Asymptotic analysis applies when sample size is large, and results are limited to statistics that are analytically tractable. {Efron1979} introduced the bootstrap as an empirical alternative to asymptotic analysis, estimating the sampling distribution of a statistic by resampling the original sample with replacement. Reference books include {Efron and Tibsharani, 1993}, and {Davison and Hinkley, 1997}.
Bootstrapping may also be used for constructing hypothesis tests, regression.
Notations: Sample size, \(N\); Bootstrap repetition, \(B\); Coefficient of interest, \(\beta_1\); Null hypothesis, \(H_0: \beta_1 = \beta_1^0 \); Estimator, \(\hat{\beta}\); Bootstrap estimator, \( \hat{\beta}_{1b}^* \), which may be different from the standard estimator; Restricted estimator, \(\hat{\beta}^R\); Residuals \(\mathbf{u}\); Estimator of standard error, \(s\); Wald test statistic, \(w = (\hat{\beta}_1 - \beta_1^0) / s_{\hat{\beta}_1}\); Significance level, \(\alpha\);
Bootstrap can be implemented with specific choices of resampling method and inference procedure.
Residual and wild bootstraps can impose the null hypothesis in resampling {Davidson and MacKinnon, 1999}, where the bootstrap Wald statistics are centered on \(\beta_1^0\) and the residuals bootstrapped are those from the restricted OLS estimator that imposes \(H_0\).
Asymptotic refinement refers to a convergence rate faster that using first-order asymptotic theory. To have asymptotic refinement, a bootstrap needs to be applied to an asymptotically pivotal statistic, a statistic whose asymptotic distribution does not contain unknown parameters. Bootstrap-t procedures provide asymptotic refinement, while bootstrap-se procedures do not.
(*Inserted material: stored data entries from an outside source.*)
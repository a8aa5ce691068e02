//! Join/leave state machine for the one room a session may occupy.
//!
//! A join resolves on the first of: the server's `room_joined` event, a
//! `room_error` for the room, a negative request acknowledgement, or the join
//! timeout. The `room_joined` event is authoritative; an acknowledgement with
//! an explicit `success: true` only resolves the join after a short grace
//! period in case the event never arrives.
//!
//! Room-scoped state (history, presence, typing) is registered as a
//! [`RoomScope`] and moved by the controller itself when it starts joining a
//! room, leaves it, or a join fails.

use std::sync::{Arc, Mutex, Weak};

use shared::{
    domain::RoomId,
    protocol::{ClientRequest, EventKind, OnlineUser, RequestAck, RoomJoinedPayload, ServerEvent},
};
use tokio::sync::{oneshot, watch};
use tracing::{debug, info, warn};

use crate::{
    config::ClientSettings,
    connection::ConnectionManager,
    dispatcher::Subscription,
    error::{SyncError, SyncResult},
    lock,
};

#[derive(Debug, Clone, PartialEq, Eq)]
pub struct JoinedRoom {
    pub room_id: RoomId,
    pub room_name: Option<String>,
    pub online_users: Vec<OnlineUser>,
}

impl JoinedRoom {
    fn acknowledged(room_id: RoomId) -> Self {
        Self {
            room_id,
            room_name: None,
            online_users: Vec::new(),
        }
    }
}

impl From<&RoomJoinedPayload> for JoinedRoom {
    fn from(payload: &RoomJoinedPayload) -> Self {
        Self {
            room_id: payload.room_id,
            room_name: payload.room_name.clone(),
            online_users: payload.online_users.clone(),
        }
    }
}

type JoinOutcome = SyncResult<JoinedRoom>;

/// State that follows the room the controller is in or joining. `None`
/// means no room.
pub trait RoomScope: Send + Sync {
    fn enter_room(&self, room: Option<RoomId>);
}

enum RoomState {
    Idle,
    Joining {
        room_id: RoomId,
        attempt: u64,
        outcome: watch::Sender<Option<JoinOutcome>>,
    },
    Joined(JoinedRoom),
    Leaving(RoomId),
}

struct SessionInner {
    state: RoomState,
    rejoin_hint: Option<RoomId>,
    next_attempt: u64,
}

enum JoinStep {
    Done(JoinedRoom),
    Await {
        outcome: watch::Receiver<Option<JoinOutcome>>,
        same_room: bool,
    },
    LeaveFirst(RoomId),
    Started {
        attempt: u64,
        outcome: watch::Receiver<Option<JoinOutcome>>,
    },
}

pub struct RoomSessionController {
    settings: ClientSettings,
    connection: Arc<ConnectionManager>,
    inner: Mutex<SessionInner>,
    subscriptions: Mutex<Vec<Subscription>>,
    scopes: Mutex<Vec<Arc<dyn RoomScope>>>,
}

impl RoomSessionController {
    pub fn new(settings: ClientSettings, connection: Arc<ConnectionManager>) -> Arc<Self> {
        let controller = Arc::new(Self {
            settings,
            connection,
            inner: Mutex::new(SessionInner {
                state: RoomState::Idle,
                rejoin_hint: None,
                next_attempt: 0,
            }),
            subscriptions: Mutex::new(Vec::new()),
            scopes: Mutex::new(Vec::new()),
        });
        controller.attach();
        controller
    }

    fn attach(self: &Arc<Self>) {
        let dispatcher = self.connection.dispatcher();
        let kinds = [
            EventKind::RoomJoined,
            EventKind::RoomError,
            EventKind::RoomLeft,
            EventKind::Disconnected,
        ];
        let subscriptions = kinds
            .into_iter()
            .map(|kind| {
                let controller = Arc::downgrade(self);
                dispatcher.on_fn(kind, move |event| {
                    if let Some(controller) = controller.upgrade() {
                        controller.handle_event(event);
                    }
                })
            })
            .collect();
        *lock(&self.subscriptions) = subscriptions;
    }

    /// Scopes are moved in registration order.
    pub fn add_scope(&self, scope: Arc<dyn RoomScope>) {
        lock(&self.scopes).push(scope);
    }

    fn rescope(&self, room: Option<RoomId>) {
        let scopes = lock(&self.scopes).clone();
        for scope in scopes {
            scope.enter_room(room);
        }
    }

    /// Drops the event subscriptions; the controller stops tracking the
    /// server afterwards.
    pub fn detach(&self) {
        lock(&self.subscriptions).clear();
    }

    /// The room the session is confirmed in.
    pub fn current_room(&self) -> Option<RoomId> {
        match &lock(&self.inner).state {
            RoomState::Joined(joined) => Some(joined.room_id),
            _ => None,
        }
    }

    /// Confirmed or pending room; the scope events are filtered against.
    pub fn active_room(&self) -> Option<RoomId> {
        match &lock(&self.inner).state {
            RoomState::Joined(joined) => Some(joined.room_id),
            RoomState::Joining { room_id, .. } => Some(*room_id),
            _ => None,
        }
    }

    pub fn is_joining(&self) -> bool {
        matches!(lock(&self.inner).state, RoomState::Joining { .. })
    }

    /// Last joined room kept across a connection loss.
    pub fn rejoin_hint(&self) -> Option<RoomId> {
        lock(&self.inner).rejoin_hint
    }

    pub async fn join_room(self: &Arc<Self>, room_id: RoomId) -> JoinOutcome {
        loop {
            if !self.connection.is_connected() {
                return Err(SyncError::NotConnected);
            }
            match self.next_join_step(room_id) {
                JoinStep::Done(joined) => return Ok(joined),
                JoinStep::Await { outcome, same_room } => {
                    debug!(room_id = room_id.0, same_room, "room: awaiting in-flight join");
                    let result = wait_for_outcome(outcome).await;
                    if same_room {
                        return result;
                    }
                }
                JoinStep::LeaveFirst(previous) => self.leave_room(previous),
                JoinStep::Started { attempt, outcome } => {
                    // Before the request goes out, so the join snapshot lands
                    // in the new scope.
                    self.rescope(Some(room_id));
                    return self.start_join(room_id, attempt, outcome).await;
                }
            }
        }
    }

    fn next_join_step(&self, room_id: RoomId) -> JoinStep {
        let mut inner = lock(&self.inner);
        match &inner.state {
            RoomState::Joined(joined) if joined.room_id == room_id => {
                return JoinStep::Done(joined.clone())
            }
            RoomState::Joined(joined) => return JoinStep::LeaveFirst(joined.room_id),
            RoomState::Joining {
                room_id: pending,
                outcome,
                ..
            } => {
                return JoinStep::Await {
                    outcome: outcome.subscribe(),
                    same_room: *pending == room_id,
                }
            }
            RoomState::Idle | RoomState::Leaving(_) => {}
        }
        inner.next_attempt += 1;
        let attempt = inner.next_attempt;
        let (outcome, outcome_rx) = watch::channel(None);
        inner.state = RoomState::Joining {
            room_id,
            attempt,
            outcome,
        };
        JoinStep::Started {
            attempt,
            outcome: outcome_rx,
        }
    }

    async fn start_join(
        self: &Arc<Self>,
        room_id: RoomId,
        attempt: u64,
        outcome: watch::Receiver<Option<JoinOutcome>>,
    ) -> JoinOutcome {
        let ack = match self.connection.request(ClientRequest::JoinRoom { room_id }) {
            Ok(ack) => ack,
            Err(err) => {
                self.resolve(attempt, Err(err.clone()));
                return Err(err);
            }
        };
        info!(room_id = room_id.0, attempt, "room: join requested");
        tokio::spawn(drive_join(
            Arc::downgrade(self),
            room_id,
            attempt,
            ack,
            self.settings.clone(),
        ));
        wait_for_outcome(outcome).await
    }

    /// Best effort: the leave is written whenever connected, and local state
    /// only changes when `room_id` is the room we are in or joining.
    pub fn leave_room(&self, room_id: RoomId) {
        let (was_joined, cancelled) = {
            let mut inner = lock(&self.inner);
            if inner.rejoin_hint == Some(room_id) {
                inner.rejoin_hint = None;
            }
            let (was_joined, cancelled) = match &inner.state {
                RoomState::Joined(joined) => (joined.room_id == room_id, None),
                RoomState::Joining {
                    room_id: pending,
                    attempt,
                    ..
                } if *pending == room_id => (false, Some(*attempt)),
                _ => (false, None),
            };
            if was_joined {
                inner.state = RoomState::Leaving(room_id);
            }
            (was_joined, cancelled)
        };
        if was_joined || cancelled.is_some() {
            self.rescope(None);
        }
        if let Some(attempt) = cancelled {
            self.resolve(
                attempt,
                Err(SyncError::JoinRejected {
                    room_id,
                    reason: "left before join completed".into(),
                }),
            );
        }
        if self.connection.is_connected() {
            if let Err(err) = self.connection.send(ClientRequest::LeaveRoom { room_id }) {
                debug!(room_id = room_id.0, "room: leave not sent: {err}");
            }
        }
        info!(room_id = room_id.0, "room: left");
    }

    /// Settles a pending join. Only the first resolution for an attempt
    /// counts.
    fn resolve(&self, attempt: u64, result: JoinOutcome) {
        let failed = {
            let mut inner = lock(&self.inner);
            let room_id = match &inner.state {
                RoomState::Joining {
                    room_id,
                    attempt: pending,
                    outcome,
                } if *pending == attempt => {
                    outcome.send_replace(Some(result.clone()));
                    *room_id
                }
                _ => return,
            };
            match result {
                Ok(joined) => {
                    info!(room_id = room_id.0, attempt, "room: joined");
                    inner.rejoin_hint = Some(room_id);
                    inner.state = RoomState::Joined(joined);
                    false
                }
                Err(err) => {
                    warn!(room_id = room_id.0, attempt, "room: join failed: {err}");
                    inner.state = RoomState::Idle;
                    true
                }
            }
        };
        if failed {
            self.rescope(None);
        }
    }

    fn pending_attempt(&self) -> Option<(RoomId, u64)> {
        match &lock(&self.inner).state {
            RoomState::Joining {
                room_id, attempt, ..
            } => Some((*room_id, *attempt)),
            _ => None,
        }
    }

    fn handle_event(&self, event: &ServerEvent) {
        match event {
            ServerEvent::RoomJoined(payload) => match self.pending_attempt() {
                Some((room_id, attempt)) if room_id == payload.room_id => {
                    self.resolve(attempt, Ok(JoinedRoom::from(payload)));
                }
                _ => debug!(room_id = payload.room_id.0, "room: unsolicited room_joined"),
            },
            ServerEvent::RoomError {
                room_id: failed,
                message,
            } => {
                if let Some((room_id, attempt)) = self.pending_attempt() {
                    if failed.map_or(true, |failed| failed == room_id) {
                        self.resolve(
                            attempt,
                            Err(SyncError::JoinRejected {
                                room_id,
                                reason: message.clone(),
                            }),
                        );
                    }
                }
            }
            ServerEvent::RoomLeft { room_id } => {
                let mut inner = lock(&self.inner);
                if matches!(inner.state, RoomState::Leaving(leaving) if leaving == *room_id) {
                    inner.state = RoomState::Idle;
                }
            }
            ServerEvent::Disconnected {
                preserve_room_hint,
                ..
            } => self.handle_disconnected(*preserve_room_hint),
            _ => {}
        }
    }

    fn handle_disconnected(&self, preserve_room_hint: bool) {
        if let Some((room_id, attempt)) = self.pending_attempt() {
            self.resolve(attempt, Err(SyncError::NotConnected));
            if preserve_room_hint {
                lock(&self.inner).rejoin_hint = Some(room_id);
            }
        }
        let mut inner = lock(&self.inner);
        if let RoomState::Joined(joined) = &inner.state {
            let room_id = joined.room_id;
            inner.rejoin_hint = Some(room_id);
            debug!(room_id = room_id.0, "room: connection lost while joined");
        }
        inner.state = RoomState::Idle;
        if !preserve_room_hint {
            inner.rejoin_hint = None;
        }
    }
}

async fn wait_for_outcome(mut outcome: watch::Receiver<Option<JoinOutcome>>) -> JoinOutcome {
    match outcome.wait_for(Option::is_some).await {
        Ok(settled) => settled.clone().unwrap_or(Err(SyncError::NotConnected)),
        Err(_) => Err(SyncError::NotConnected),
    }
}

/// Fallback resolution path: the acknowledgement and the join timeout.
async fn drive_join(
    controller: Weak<RoomSessionController>,
    room_id: RoomId,
    attempt: u64,
    ack: oneshot::Receiver<serde_json::Value>,
    settings: ClientSettings,
) {
    let deadline = tokio::time::sleep(settings.join_timeout);
    tokio::pin!(deadline);

    let acked = tokio::select! {
        body = ack => Some(body.ok()),
        _ = &mut deadline => None,
    };
    let result = match acked {
        Some(Some(body)) => match serde_json::from_value::<RequestAck>(body) {
            Ok(ack) if ack.is_rejection() => Err(SyncError::JoinRejected {
                room_id,
                reason: ack.reason(),
            }),
            Ok(ack) if ack.is_confirmation() => {
                tokio::time::sleep(settings.join_ack_grace).await;
                Ok(JoinedRoom::acknowledged(room_id))
            }
            _ => {
                debug!(room_id = room_id.0, "room: inconclusive join ack");
                deadline.await;
                Err(SyncError::JoinTimeout { room_id })
            }
        },
        // Link went away without an ack; only the event path can still win.
        Some(None) => {
            deadline.await;
            Err(SyncError::JoinTimeout { room_id })
        }
        None => Err(SyncError::JoinTimeout { room_id }),
    };

    if let Some(controller) = controller.upgrade() {
        controller.resolve(attempt, result);
    }
}

#[cfg(test)]
#[path = "tests/room_session_tests.rs"]
mod tests;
A sample may contain clusters of observational units such that regression errors of the observations are independent across clusters but correlated within. Such correlation structures effectively reduce sample size to the number of clusters in statistical inference, where errors are assumed to be independent across observations. See {Cameron2015} for a good review on inference with clustered data.
Number of clusters in sample, \(G\); Number of observations in cluster \(g\), \(N_g\); Subsample of cluster \(g\), \( (y_g, X_g) \); Covariance matrix of regression errors within cluster \(g\), \(\Sigma_g\); Individual \(i\) in cluster \(g\) have subscript \(ig\);
Covariance matrix of the OLS estimator on clustered data is: \[ \text{Var}(\hat{\boldsymbol{\beta}} \mid \textbf{X}) = (X' X)^{-1} \left( \sum_{g = 1}^G X_g' \Sigma_g X_g \right) (X' X)^{-1}\]
Cluster-robust variance estimator (CRVE), \( \widehat{\text{Var}}_\text{CR}(\hat{\beta} ) \), replaces \(\Sigma_g\) with sample estimate \( \tilde{u_g}' \tilde{u_g} \). Here \(\tilde{u}\) is corrected residuals, and the standard CRVE simply uses the OLS residuals. {Bell and McCaffrey, 2002} proposed a correction \( \tilde{u} = u_g \sqrt{G / (G-1)} \), which generalizes the HC3 measure in {MacKinnon and White, 1985} and is equivalent to the jackknife estimator of \(\text{Var}(\hat{\boldsymbol{\beta}} \mid \textbf{X})\). {Cameron2008} referred to this correction as CR3.
Resampling methods:
Residual cluster bootstrap requires balanced clusters.